Toutes les charges doivent y être données au sort, ou du moins toutes celles qui
n'exigent ni expérience ni talent spécial. Il ne doit y avoir aucune condition de
cens ; ou, s'il y en a, il doit être minime. Nul ne doit exercer deux fois la même
charge, ou du moins fort rarement, et seulement pour les moins importantes,
excepté toutefois les fonctions militaires. Les emplois doivent être de courte durée,
sinon tous, du moins tous ceux qui peuvent être soumis à cette condition.

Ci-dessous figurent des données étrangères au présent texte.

//! Grammar table layout operations for the WASM API

use wasm_bindgen::prelude::*;

use crate::api::helpers::{deserialize, export_settings, layout_error, serialize, timed};
use crate::models::{CaseSection, DeclensionTable, VerbConjugationTable, VerbFlags};
use crate::tables;
use crate::wasm_info;

/// Lay out one case section of a declension table
///
/// # Parameters
/// * `section_js` - `{ case, groups, prepositionHeading?, prepositions? }`
/// * `settings_js` - Export settings; defaults when omitted
#[wasm_bindgen(js_name = layoutCaseSection)]
pub fn layout_case_section(section_js: JsValue, settings_js: JsValue) -> Result<JsValue, JsValue> {
    let section: CaseSection = deserialize(section_js, "Failed to deserialize case section")?;
    let settings = export_settings(settings_js)?;

    let grid = tables::layout_case_section(&section, &settings);
    serialize(&grid, "Failed to serialize case grid")
}

/// Lay out a whole declension table as two pages of case grids
#[wasm_bindgen(js_name = layoutDeclensionTable)]
pub fn layout_declension_table(table_js: JsValue, settings_js: JsValue) -> Result<JsValue, JsValue> {
    let table: DeclensionTable = deserialize(table_js, "Failed to deserialize declension table")?;
    let settings = export_settings(settings_js)?;

    let pages = timed("layoutDeclensionTable", || tables::layout_declension_table(&table, &settings));
    wasm_info!("layoutDeclensionTable: {} page(s)", pages.len());

    serialize(&pages, "Failed to serialize declension pages")
}

/// Per-tense column counts and width fractions for a verb
///
/// # Parameters
/// * `flags_js` - `{ isSeparable, isReflexive }`
#[wasm_bindgen(js_name = planConjugationColumns)]
pub fn plan_conjugation_columns(flags_js: JsValue) -> Result<JsValue, JsValue> {
    let flags: VerbFlags = deserialize(flags_js, "Failed to deserialize verb flags")?;
    serialize(&tables::plan_columns(flags), "Failed to serialize column plan")
}

/// Lay out a verb's conjugation table
///
/// # Returns
/// The grid, or an Error when a listed person has no record for a tense
#[wasm_bindgen(js_name = layoutConjugationTable)]
pub fn layout_conjugation_table(table_js: JsValue, settings_js: JsValue) -> Result<JsValue, JsValue> {
    let table: VerbConjugationTable = deserialize(table_js, "Failed to deserialize conjugation table")?;
    let settings = export_settings(settings_js)?;

    let grid = timed("layoutConjugationTable", || tables::layout_conjugation_table(&table, &settings))
        .map_err(|e| layout_error("layoutConjugationTable", e))?;
    wasm_info!("layoutConjugationTable: {} with {} row(s)", table.verb(), grid.rows.len());

    serialize(&grid, "Failed to serialize conjugation grid")
}

/// Lay out every verb of a conjugation export
///
/// # Parameters
/// * `tables_js` - Conjugation tables, in print order
/// * `settings_js` - Export settings; `grammarTable.simplified` picks the
///   side-by-side mode and `grammarTable.insertEmptyTables` adds blank tables
///
/// # Returns
/// `{ mode: "full", grids }` or `{ mode: "simplified", label, grids }`
#[wasm_bindgen(js_name = layoutConjugationTables)]
pub fn layout_conjugation_tables(tables_js: JsValue, settings_js: JsValue) -> Result<JsValue, JsValue> {
    let tables: Vec<VerbConjugationTable> = deserialize(tables_js, "Failed to deserialize conjugation tables")?;
    let settings = export_settings(settings_js)?;

    let document = timed("layoutConjugationTables", || tables::layout_conjugation_tables(&tables, &settings))
        .map_err(|e| layout_error("layoutConjugationTables", e))?;
    wasm_info!(
        "layoutConjugationTables: {} verb(s) -> {} table(s)",
        tables.len(),
        document.grid_count()
    );

    serialize(&document, "Failed to serialize conjugation document")
}
#[cfg(test)]
mod tests {
    use super::*;
    use crate::models::ArticleKind;

    fn row(m: &str, n: &str, f: &str, p: &str) -> ArticleRow {
        ArticleRow {
            maskulin: m.into(),
            neutrum: n.into(),
            feminin: f.into(),
            plural: p.into(),
            plural_override: None,
        }
    }

    fn shared() -> PerGender<NounPhrase> {
        PerGender {
            maskulin: NounPhrase::new("gute", "Wein"),
            neutrum: NounPhrase::new("gute", "Bier"),
            feminin: NounPhrase::new("gute", "Milch"),
            plural: NounPhrase::new("guten", "Säfte"),
        }
    }

    fn nominativ() -> CaseSection {
        let mut section = CaseSection::new(Case::Nominativ);
        section.groups = vec![
            ArticleGroup {
                kind: ArticleKind::Definite,
                shared: shared(),
                article_rows: vec![row("der", "das", "die", "die"), row("dieser", "dieses", "diese", "diese")],
                note: Some("bestimmt".into()),
            },
            ArticleGroup {
                kind: ArticleKind::Zero,
                shared: shared(),
                article_rows: Vec::new(),
                note: None,
            },
        ];
        section
    }

    fn cells_with(grid: &CaseGrid, role: CellRole, gender: Gender) -> Vec<&TableCell> {
        grid.rows
            .iter()
            .flat_map(|r| &r.cells)
            .filter(|c| c.role == role && c.gender == Some(gender))
            .collect()
    }

    #[test]
    fn test_annotate_rows_flattens_groups() {
        let section = nominativ();
        let entries = annotate_rows(&section);
        assert_eq!(entries.len(), 3);
        assert_eq!(
            entries.iter().map(|e| (e.group_index, e.row_in_group, e.global_row)).collect::<Vec<_>>(),
            vec![(0, 0, 0), (0, 1, 1), (1, 0, 2)]
        );
        assert!(entries[2].row.is_none());
        assert_eq!(entries[2].row_count, 1);
    }

    #[test]
    fn test_row_spans() {
        let section = nominativ();
        let spans = row_spans(&annotate_rows(&section));
        assert!(spans[0].first_in_group && spans[0].is_first_row);
        assert_eq!(spans[0].group_span, 2);
        assert!(!spans[1].first_in_group && !spans[1].is_last_group);
        assert!(spans[2].is_last_row && spans[2].is_last_group);
    }

    #[test]
    fn test_rowspan_cells_once_per_group() {
        let grid = layout_case_section(&nominativ(), &ExportSettings::default());

        for gender in Gender::ALL {
            let adjectives = cells_with(&grid, CellRole::Declension(DeclensionField::Adjektiv), gender);
            assert_eq!(adjectives.len(), 2);
            assert_eq!(adjectives[0].rowspan, 2);
            assert_eq!(adjectives[1].rowspan, 1);
            assert_eq!(cells_with(&grid, CellRole::Declension(DeclensionField::Artikel), gender).len(), 3);
        }
    }

    #[test]
    fn test_notes_column_per_group() {
        let grid = layout_case_section(&nominativ(), &ExportSettings::default());
        assert_eq!(grid.annotation, Some(AnnotationKind::Notes));
        assert_eq!(grid.column_count(), 15);

        let notes: Vec<_> = grid.rows.iter().flat_map(|r| &r.cells).filter(|c| c.role == CellRole::Note).collect();
        assert_eq!(notes.len(), 2);
        assert_eq!(notes[0].text, "bestimmt");
        assert_eq!((notes[0].rowspan, notes[0].colspan), (2, 3));
        assert!(notes[1].corners.bottom_right);
        assert_eq!(grid.header[0].cells.last().unwrap().text, "Anmerkungen");
    }

    #[test]
    fn test_notes_switched_off() {
        let mut settings = ExportSettings::default();
        settings.grammar_table.show_notes = false;
        let grid = layout_case_section(&nominativ(), &settings);

        assert_eq!(grid.annotation, None);
        assert_eq!(grid.column_widths, vec![1.0 / 12.0; 12]);
        let plural_nouns = cells_with(&grid, CellRole::Declension(DeclensionField::Nomen), Gender::Plural);
        assert!(plural_nouns.last().unwrap().corners.bottom_right);
        assert!(grid.header[0].cells[3].corners.top_right);
    }

    #[test]
    fn test_prepositions_span_whole_section() {
        let mut section = nominativ();
        section.case = Case::Akkusativ;
        section.preposition_heading = Some("mit Akkusativ".into());
        section.prepositions = Some(vec!["durch".into(), "für".into()]);

        let grid = layout_case_section(&section, &ExportSettings::default());
        let preps: Vec<_> = grid
            .rows
            .iter()
            .flat_map(|r| &r.cells)
            .filter(|c| c.role == CellRole::Prepositions)
            .collect();

        assert_eq!(preps.len(), 1);
        assert_eq!(preps[0].rowspan, 3);
        assert_eq!(preps[0].text, "mit Akkusativ");
        assert_eq!(preps[0].lines, vec!["durch", "für"]);
        assert_eq!(grid.rows[0].cells.last().unwrap().role, CellRole::Prepositions);
    }

    #[test]
    fn test_plural_override_on_anchor_row() {
        let mut section = nominativ();
        section.groups[0].article_rows[0].plural_override = Some(NounPhrase::new("", "Weine"));

        let grid = layout_case_section(&section, &ExportSettings::default());
        let plural_nouns = cells_with(&grid, CellRole::Declension(DeclensionField::Nomen), Gender::Plural);
        let plural_adjs = cells_with(&grid, CellRole::Declension(DeclensionField::Adjektiv), Gender::Plural);
        assert_eq!(plural_nouns[0].text, "Weine");
        assert_eq!(plural_adjs[0].text, "guten");
        // maskulin is never overridden
        let masc = cells_with(&grid, CellRole::Declension(DeclensionField::Nomen), Gender::Maskulin);
        assert_eq!(masc[0].text, "Wein");
    }

    #[test]
    fn test_empty_section_is_empty_grid() {
        let grid = layout_case_section(&CaseSection::new(Case::Dativ), &ExportSettings::default());
        assert!(grid.is_empty());
        assert!(grid.header.is_empty());
    }

    #[test]
    fn test_pages_skip_empty_sections() {
        let table = DeclensionTable {
            input: shared(),
            cases: vec![nominativ(), CaseSection::new(Case::Akkusativ), CaseSection::new(Case::Dativ)],
        };
        let pages = layout_declension_table(&table, &ExportSettings::default());
        assert_eq!(pages.len(), 1);
        assert_eq!(pages[0].grids.len(), 1);
        assert_eq!(pages[0].grids[0].case, Case::Nominativ);
    }

    #[test]
    fn test_adjective_ending_range() {
        assert_eq!(adjective_ending_range("frisch", "frische"), Some(HighlightRange { start: 6, end: 7 }));
        assert_eq!(adjective_ending_range("dunkel", "dunklen"), Some(HighlightRange { start: 4, end: 7 }));
        assert_eq!(adjective_ending_range("Gut", "guten"), Some(HighlightRange { start: 3, end: 5 }));
        assert_eq!(adjective_ending_range("süß", "süße"), Some(HighlightRange { start: 3, end: 4 }));
        assert_eq!(adjective_ending_range("gut", "gut"), None);
        assert_eq!(adjective_ending_range("", "gute"), None);
    }

    #[test]
    fn test_ending_highlights_follow_setting() {
        let table = DeclensionTable {
            input: PerGender {
                maskulin: NounPhrase::new("gut", "Wein"),
                neutrum: NounPhrase::new("gut", "Bier"),
                feminin: NounPhrase::new("gut", "Milch"),
                plural: NounPhrase::new("gut", "Säfte"),
            },
            cases: vec![nominativ()],
        };

        let plain = layout_declension_table(&table, &ExportSettings::default());
        assert!(plain[0].grids[0].rows.iter().flat_map(|r| &r.cells).all(|c| c.highlights.is_empty()));

        let mut settings = ExportSettings::default();
        settings.grammar_table.highlight_endings = true;
        let marked = layout_declension_table(&table, &settings);
        let grid = &marked[0].grids[0];
        let masc = cells_with(grid, CellRole::Declension(DeclensionField::Adjektiv), Gender::Maskulin);
        assert_eq!(masc[0].highlights, vec![HighlightRange { start: 3, end: 4 }]);
        let plural = cells_with(grid, CellRole::Declension(DeclensionField::Adjektiv), Gender::Plural);
        assert_eq!(plural[0].highlights, vec![HighlightRange { start: 3, end: 5 }]);
        let nouns = cells_with(grid, CellRole::Declension(DeclensionField::Nomen), Gender::Maskulin);
        assert!(nouns[0].highlights.is_empty());

        // a lone section has no base adjectives to measure against
        let section = layout_case_section(&nominativ(), &settings);
        assert!(section.rows.iter().flat_map(|r| &r.cells).all(|c| c.highlights.is_empty()));
    }

    #[test]
    fn test_swiss_spelling_in_cells() {
        let mut section = nominativ();
        section.groups[0].shared.feminin = NounPhrase::new("große", "Straße");
        let mut settings = ExportSettings::default();
        settings.grammar_table.swiss_spelling = true;
        settings.grammar_table.highlight_endings = true;

        let base = PerGender {
            feminin: NounPhrase::new("groß", ""),
            ..Default::default()
        };
        let grid = layout_case_section_with_base(&section, Some(&base), &settings);
        let adj = cells_with(&grid, CellRole::Declension(DeclensionField::Adjektiv), Gender::Feminin);
        assert_eq!(adj[0].text, "grosse");
        assert_eq!(adj[0].highlights, vec![HighlightRange { start: 5, end: 6 }]);
        let noun = cells_with(&grid, CellRole::Declension(DeclensionField::Nomen), Gender::Feminin);
        assert_eq!(noun[0].text, "Strasse");
    }
}
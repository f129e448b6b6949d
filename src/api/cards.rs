//! Flashcard pagination operations for the WASM API
//!
//! Cards leave the boundary as authored flashcards: page-break hints are
//! materialized into blank cards before serialization, the form the editor
//! stores.

use wasm_bindgen::prelude::*;

use crate::api::helpers::{deserialize, deserialize_or_default, export_settings, layout_error, serialize, timed};
use crate::cards::{self, GenerateOptions, GridSpec};
use crate::models::{classify, Card, Flashcard, PageSide, VerbConjugationTable};
use crate::{wasm_info, wasm_log};

/// Re-pad an authored deck so every blank-separated group starts on a new page
///
/// # Parameters
/// * `cards_js` - Authored flashcards; blank cards separate groups
/// * `page_size` - Cards per page
///
/// # Returns
/// Authored flashcards with fresh blank padding cards
#[wasm_bindgen(js_name = repadCards)]
pub fn repad_cards(cards_js: JsValue, page_size: usize) -> Result<JsValue, JsValue> {
    let authored: Vec<Flashcard> = deserialize(cards_js, "Failed to deserialize cards")?;
    let count = authored.len();

    let repadded = cards::repad(&classify(authored), page_size).map_err(|e| layout_error("repadCards", e))?;
    wasm_log!("repadCards: {} -> {} card(s), page size {}", count, repadded.len(), page_size);

    serialize(&cards::materialize(repadded), "Failed to serialize cards")
}

/// Place one page of cards on the print grid
///
/// # Parameters
/// * `cards_js` - The page's authored cards, at most the grid capacity
/// * `grid_js` - `{ rows, cols }`; 3x3 when omitted
/// * `side_js` - `"front"` or `"back"`
#[wasm_bindgen(js_name = placeOnGrid)]
pub fn place_on_grid(cards_js: JsValue, grid_js: JsValue, side_js: JsValue) -> Result<JsValue, JsValue> {
    let page: Vec<Card> = classify(deserialize(cards_js, "Failed to deserialize cards")?);
    let grid: GridSpec = deserialize_or_default(grid_js, "Failed to deserialize grid")?;
    let side: PageSide = deserialize(side_js, "Failed to deserialize page side")?;

    let cells = cards::place_on_grid(&page, grid, side).map_err(|e| layout_error("placeOnGrid", e))?;
    serialize(&cells, "Failed to serialize grid cells")
}

/// Lay out a whole authored deck as duplex print pages
#[wasm_bindgen(js_name = layoutDeck)]
pub fn layout_deck(cards_js: JsValue, settings_js: JsValue) -> Result<JsValue, JsValue> {
    let authored: Vec<Flashcard> = deserialize(cards_js, "Failed to deserialize cards")?;
    let settings = export_settings(settings_js)?;

    let layout = timed("layoutDeck", || cards::layout_deck(authored, &settings))
        .map_err(|e| layout_error("layoutDeck", e))?;
    wasm_info!(
        "layoutDeck: {} card(s) on {} sheet(s)",
        layout.card_count,
        layout.sheet_count
    );

    serialize(&layout, "Failed to serialize deck layout")
}

/// Generate flashcards from conjugation tables
///
/// # Parameters
/// * `tables_js` - Conjugation tables
/// * `options_js` - `{ selection?, sortOrder?, locale?, verbModus? }`
///
/// # Returns
/// Authored flashcards; with the infinitive order, blank cards separate verbs
#[wasm_bindgen(js_name = generateFlashcards)]
pub fn generate_flashcards(tables_js: JsValue, options_js: JsValue) -> Result<JsValue, JsValue> {
    let tables: Vec<VerbConjugationTable> = deserialize(tables_js, "Failed to deserialize tables")?;
    let options: GenerateOptions = deserialize_or_default(options_js, "Failed to deserialize options")?;

    let generated =
        cards::generate_flashcards(&tables, &options).map_err(|e| layout_error("generateFlashcards", e))?;
    wasm_info!("generateFlashcards: {} card(s) from {} table(s)", generated.len(), tables.len());

    serialize(&cards::materialize(generated), "Failed to serialize cards")
}
//! Adjective declension data model
//!
//! A table holds one `CaseSection` per grammatical case. Each section is an
//! ordered list of article groups; rows inside a group share the group's
//! adjective and noun, except that a row may override the plural pair.

use serde::{Deserialize, Serialize};

use super::conjugation::Locale;

/// German grammatical cases
#[derive(Serialize, Deserialize, Clone, Copy, Debug, PartialEq, Eq, Hash)]
#[serde(rename_all = "lowercase")]
pub enum Case {
    Nominativ,
    Akkusativ,
    Dativ,
    Genitiv,
}

impl Case {
    pub const ALL: [Case; 4] = [Case::Nominativ, Case::Akkusativ, Case::Dativ, Case::Genitiv];

    /// Prepositions apply to Akkusativ and Dativ
    pub fn takes_prepositions(&self) -> bool {
        matches!(self, Case::Akkusativ | Case::Dativ)
    }

    /// Notes apply to Nominativ and Genitiv
    pub fn takes_notes(&self) -> bool {
        matches!(self, Case::Nominativ | Case::Genitiv)
    }

    pub fn label(&self, locale: Locale) -> &'static str {
        match (self, locale) {
            (Case::Nominativ, Locale::De) => "Nominativ",
            (Case::Nominativ, Locale::En) => "Nominative",
            (Case::Akkusativ, Locale::De) => "Akkusativ",
            (Case::Akkusativ, Locale::En) => "Accusative",
            (Case::Dativ, Locale::De) => "Dativ",
            (Case::Dativ, Locale::En) => "Dative",
            (Case::Genitiv, Locale::De) => "Genitiv",
            (Case::Genitiv, Locale::En) => "Genitive",
        }
    }
}

/// Grammatical genders plus plural, in column order
#[derive(Serialize, Deserialize, Clone, Copy, Debug, PartialEq, Eq, Hash)]
#[serde(rename_all = "lowercase")]
pub enum Gender {
    Maskulin,
    Neutrum,
    Feminin,
    Plural,
}

impl Gender {
    pub const ALL: [Gender; 4] = [Gender::Maskulin, Gender::Neutrum, Gender::Feminin, Gender::Plural];

    pub fn label(&self, locale: Locale) -> &'static str {
        match (self, locale) {
            (Gender::Maskulin, Locale::De) => "Maskulin",
            (Gender::Maskulin, Locale::En) => "Masculine",
            (Gender::Neutrum, Locale::De) => "Neutrum",
            (Gender::Neutrum, Locale::En) => "Neuter",
            (Gender::Feminin, Locale::De) => "Feminin",
            (Gender::Feminin, Locale::En) => "Feminine",
            (Gender::Plural, _) => "Plural",
        }
    }
}

/// Adjective + noun pair
#[derive(Serialize, Deserialize, Clone, Debug, PartialEq, Eq, Default)]
#[serde(default)]
pub struct NounPhrase {
    pub adjective: String,
    pub noun: String,
}

impl NounPhrase {
    pub fn new(adjective: impl Into<String>, noun: impl Into<String>) -> Self {
        Self {
            adjective: adjective.into(),
            noun: noun.into(),
        }
    }
}

/// One value per gender column
#[derive(Serialize, Deserialize, Clone, Debug, PartialEq, Eq, Default)]
pub struct PerGender<T> {
    #[serde(default)]
    pub maskulin: T,
    #[serde(default)]
    pub neutrum: T,
    #[serde(default)]
    pub feminin: T,
    #[serde(default)]
    pub plural: T,
}

impl<T> PerGender<T> {
    pub fn get(&self, gender: Gender) -> &T {
        match gender {
            Gender::Maskulin => &self.maskulin,
            Gender::Neutrum => &self.neutrum,
            Gender::Feminin => &self.feminin,
            Gender::Plural => &self.plural,
        }
    }
}

/// Article variant row of a group
#[derive(Serialize, Deserialize, Clone, Debug, PartialEq, Eq, Default)]
#[serde(default, rename_all = "camelCase")]
pub struct ArticleRow {
    pub maskulin: String,
    pub neutrum: String,
    pub feminin: String,
    pub plural: String,
    /// Replaces the group's shared plural pair for this row
    #[serde(skip_serializing_if = "Option::is_none")]
    pub plural_override: Option<NounPhrase>,
}

impl ArticleRow {
    pub fn article(&self, gender: Gender) -> &str {
        match gender {
            Gender::Maskulin => &self.maskulin,
            Gender::Neutrum => &self.neutrum,
            Gender::Feminin => &self.feminin,
            Gender::Plural => &self.plural,
        }
    }
}

#[derive(Serialize, Deserialize, Clone, Copy, Debug, PartialEq, Eq, Default)]
#[serde(rename_all = "lowercase")]
pub enum ArticleKind {
    #[default]
    Definite,
    Indefinite,
    Zero,
}

/// Rows sharing one adjective/noun pair per gender
#[derive(Serialize, Deserialize, Clone, Debug, PartialEq, Eq, Default)]
#[serde(default, rename_all = "camelCase")]
pub struct ArticleGroup {
    #[serde(rename = "type")]
    pub kind: ArticleKind,
    pub shared: PerGender<NounPhrase>,
    pub article_rows: Vec<ArticleRow>,
    #[serde(skip_serializing_if = "Option::is_none")]
    pub note: Option<String>,
}

impl ArticleGroup {
    /// Visual rows this group occupies; a group without rows still takes one
    pub fn row_count(&self) -> usize {
        self.article_rows.len().max(1)
    }
}

/// One case of the declension table
#[derive(Serialize, Deserialize, Clone, Debug, PartialEq, Eq)]
#[serde(rename_all = "camelCase")]
pub struct CaseSection {
    pub case: Case,
    #[serde(default)]
    pub groups: Vec<ArticleGroup>,
    #[serde(default, skip_serializing_if = "Option::is_none")]
    pub preposition_heading: Option<String>,
    #[serde(default, skip_serializing_if = "Option::is_none")]
    pub prepositions: Option<Vec<String>>,
}

impl CaseSection {
    pub fn new(case: Case) -> Self {
        Self {
            case,
            groups: Vec::new(),
            preposition_heading: None,
            prepositions: None,
        }
    }

    /// Sum of group row counts
    pub fn total_rows(&self) -> usize {
        self.groups.iter().map(ArticleGroup::row_count).sum()
    }
}

/// Complete adjective declension table
#[derive(Serialize, Deserialize, Clone, Debug, PartialEq, Eq, Default)]
#[serde(default)]
pub struct DeclensionTable {
    pub input: PerGender<NounPhrase>,
    pub cases: Vec<CaseSection>,
}

impl DeclensionTable {
    pub fn section(&self, case: Case) -> Option<&CaseSection> {
        self.cases.iter().find(|c| c.case == case)
    }
}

Tous les
citoyens doivent être juges dans toutes les affaires, ou du moins dans presque
toutes, dans les plus intéressantes, les plus graves, telles que les comptes de l'État
et les objets purement politiques, et enfin dans les conventions particulières.
L'assemblée générale doit être souveraine sur toutes les matières, ou du moins sur
les principales, et l'on doit ôter tout pouvoir aux magistratures secondaires, ou ne
leur en laisser que sur des objets insignifiants.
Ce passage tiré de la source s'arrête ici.